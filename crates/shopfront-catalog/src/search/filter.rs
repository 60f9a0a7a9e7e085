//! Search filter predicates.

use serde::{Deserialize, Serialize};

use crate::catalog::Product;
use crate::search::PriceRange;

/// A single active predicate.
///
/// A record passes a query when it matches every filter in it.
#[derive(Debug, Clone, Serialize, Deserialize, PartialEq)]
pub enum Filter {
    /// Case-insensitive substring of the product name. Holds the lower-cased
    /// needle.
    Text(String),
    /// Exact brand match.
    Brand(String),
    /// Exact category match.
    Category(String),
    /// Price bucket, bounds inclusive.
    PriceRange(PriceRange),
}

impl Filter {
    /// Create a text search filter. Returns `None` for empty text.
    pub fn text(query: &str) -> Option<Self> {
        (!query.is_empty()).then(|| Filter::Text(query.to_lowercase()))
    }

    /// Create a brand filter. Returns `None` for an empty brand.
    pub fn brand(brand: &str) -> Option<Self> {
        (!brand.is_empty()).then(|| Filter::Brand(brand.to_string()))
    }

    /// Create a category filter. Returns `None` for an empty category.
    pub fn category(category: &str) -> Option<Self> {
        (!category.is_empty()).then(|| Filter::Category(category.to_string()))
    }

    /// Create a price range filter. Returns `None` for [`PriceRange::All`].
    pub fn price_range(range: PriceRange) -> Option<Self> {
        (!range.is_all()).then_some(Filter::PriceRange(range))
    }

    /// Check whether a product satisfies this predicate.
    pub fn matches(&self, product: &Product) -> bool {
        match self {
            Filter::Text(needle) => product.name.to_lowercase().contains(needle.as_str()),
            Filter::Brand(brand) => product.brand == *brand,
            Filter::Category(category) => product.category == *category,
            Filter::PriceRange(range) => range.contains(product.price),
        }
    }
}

:::

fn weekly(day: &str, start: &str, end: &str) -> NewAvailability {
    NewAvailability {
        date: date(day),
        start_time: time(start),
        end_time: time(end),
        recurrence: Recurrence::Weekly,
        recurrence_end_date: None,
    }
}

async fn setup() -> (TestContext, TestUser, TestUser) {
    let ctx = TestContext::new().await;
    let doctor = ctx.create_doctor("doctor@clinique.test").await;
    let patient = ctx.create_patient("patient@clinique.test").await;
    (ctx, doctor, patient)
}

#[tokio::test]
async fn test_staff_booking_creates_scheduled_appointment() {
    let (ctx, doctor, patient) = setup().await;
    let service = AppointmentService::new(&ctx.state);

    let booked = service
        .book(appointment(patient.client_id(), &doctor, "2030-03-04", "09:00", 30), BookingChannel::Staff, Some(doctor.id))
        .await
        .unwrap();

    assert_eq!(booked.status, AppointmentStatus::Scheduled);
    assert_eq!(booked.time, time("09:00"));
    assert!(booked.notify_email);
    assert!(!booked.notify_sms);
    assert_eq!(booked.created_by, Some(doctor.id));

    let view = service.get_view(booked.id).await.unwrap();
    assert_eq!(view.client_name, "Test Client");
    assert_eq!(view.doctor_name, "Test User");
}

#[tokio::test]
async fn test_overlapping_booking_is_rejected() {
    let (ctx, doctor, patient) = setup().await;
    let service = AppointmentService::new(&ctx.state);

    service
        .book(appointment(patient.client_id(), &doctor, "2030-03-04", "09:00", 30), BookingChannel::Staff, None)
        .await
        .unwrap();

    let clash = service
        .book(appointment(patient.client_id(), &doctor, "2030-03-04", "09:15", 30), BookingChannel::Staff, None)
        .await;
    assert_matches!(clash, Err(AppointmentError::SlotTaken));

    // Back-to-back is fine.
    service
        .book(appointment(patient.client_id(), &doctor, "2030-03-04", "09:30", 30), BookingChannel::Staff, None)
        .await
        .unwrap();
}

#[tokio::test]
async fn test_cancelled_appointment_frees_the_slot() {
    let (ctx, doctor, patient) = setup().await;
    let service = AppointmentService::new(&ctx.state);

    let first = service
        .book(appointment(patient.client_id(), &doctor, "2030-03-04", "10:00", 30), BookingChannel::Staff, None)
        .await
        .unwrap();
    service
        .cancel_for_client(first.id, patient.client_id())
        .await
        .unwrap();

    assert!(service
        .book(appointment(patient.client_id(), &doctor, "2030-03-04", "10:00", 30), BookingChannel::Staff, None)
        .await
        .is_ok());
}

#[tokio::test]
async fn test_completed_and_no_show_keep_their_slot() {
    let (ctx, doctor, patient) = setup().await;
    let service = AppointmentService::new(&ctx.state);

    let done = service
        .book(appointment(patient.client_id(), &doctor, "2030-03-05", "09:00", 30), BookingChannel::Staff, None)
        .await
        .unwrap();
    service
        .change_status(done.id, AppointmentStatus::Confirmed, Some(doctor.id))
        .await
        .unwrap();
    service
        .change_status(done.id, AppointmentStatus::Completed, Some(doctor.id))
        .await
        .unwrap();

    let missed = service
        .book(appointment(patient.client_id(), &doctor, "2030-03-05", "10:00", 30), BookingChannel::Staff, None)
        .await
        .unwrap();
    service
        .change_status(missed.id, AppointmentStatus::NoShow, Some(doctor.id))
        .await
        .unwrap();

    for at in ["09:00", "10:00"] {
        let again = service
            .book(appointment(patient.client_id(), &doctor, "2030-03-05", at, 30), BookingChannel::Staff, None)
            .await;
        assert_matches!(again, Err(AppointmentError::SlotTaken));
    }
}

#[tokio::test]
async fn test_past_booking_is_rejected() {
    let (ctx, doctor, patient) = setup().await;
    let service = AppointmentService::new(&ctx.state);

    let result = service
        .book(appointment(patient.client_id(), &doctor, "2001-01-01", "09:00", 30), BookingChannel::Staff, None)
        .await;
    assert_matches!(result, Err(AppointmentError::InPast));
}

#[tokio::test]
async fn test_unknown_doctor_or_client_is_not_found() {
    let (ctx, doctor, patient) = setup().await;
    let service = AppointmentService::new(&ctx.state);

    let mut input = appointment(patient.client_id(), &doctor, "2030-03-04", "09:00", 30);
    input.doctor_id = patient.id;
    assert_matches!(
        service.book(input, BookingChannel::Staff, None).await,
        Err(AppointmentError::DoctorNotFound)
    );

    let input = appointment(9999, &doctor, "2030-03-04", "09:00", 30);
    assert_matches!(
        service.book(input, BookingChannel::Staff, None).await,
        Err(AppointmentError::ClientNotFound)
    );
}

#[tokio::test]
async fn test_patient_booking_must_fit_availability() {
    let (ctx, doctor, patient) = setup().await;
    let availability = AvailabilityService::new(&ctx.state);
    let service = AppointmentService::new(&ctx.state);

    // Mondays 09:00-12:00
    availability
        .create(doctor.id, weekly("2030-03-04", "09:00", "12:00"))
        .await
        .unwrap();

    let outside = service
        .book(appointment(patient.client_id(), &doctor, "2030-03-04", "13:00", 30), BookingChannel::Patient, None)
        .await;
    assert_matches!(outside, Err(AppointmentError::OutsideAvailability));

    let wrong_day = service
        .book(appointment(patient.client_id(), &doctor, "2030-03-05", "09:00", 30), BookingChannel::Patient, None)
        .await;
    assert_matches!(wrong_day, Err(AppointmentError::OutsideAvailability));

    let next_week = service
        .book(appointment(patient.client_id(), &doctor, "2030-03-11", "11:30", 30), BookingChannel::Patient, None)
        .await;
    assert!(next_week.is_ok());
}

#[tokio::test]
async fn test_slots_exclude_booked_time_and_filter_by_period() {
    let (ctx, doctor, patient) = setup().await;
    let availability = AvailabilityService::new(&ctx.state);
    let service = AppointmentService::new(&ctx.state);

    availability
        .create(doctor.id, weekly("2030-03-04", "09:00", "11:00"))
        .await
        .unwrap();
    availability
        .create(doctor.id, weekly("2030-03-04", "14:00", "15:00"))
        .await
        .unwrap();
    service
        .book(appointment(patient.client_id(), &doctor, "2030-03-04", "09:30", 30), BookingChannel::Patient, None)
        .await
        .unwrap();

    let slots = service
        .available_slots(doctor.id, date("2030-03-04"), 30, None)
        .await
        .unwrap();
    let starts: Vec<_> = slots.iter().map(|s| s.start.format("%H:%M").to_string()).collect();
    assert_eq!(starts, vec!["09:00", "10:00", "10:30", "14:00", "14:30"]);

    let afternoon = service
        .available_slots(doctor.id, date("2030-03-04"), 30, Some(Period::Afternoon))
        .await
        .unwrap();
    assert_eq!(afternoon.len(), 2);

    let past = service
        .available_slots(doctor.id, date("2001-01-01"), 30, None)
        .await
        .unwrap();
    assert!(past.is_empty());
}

:::

EXERCISE:
Above are the records; copy every line in them that holds the word "Deserialize".

REPLY:
use serde::{Deserialize, Serialize};
#[derive(Debug, Clone, Serialize, Deserialize, PartialEq)]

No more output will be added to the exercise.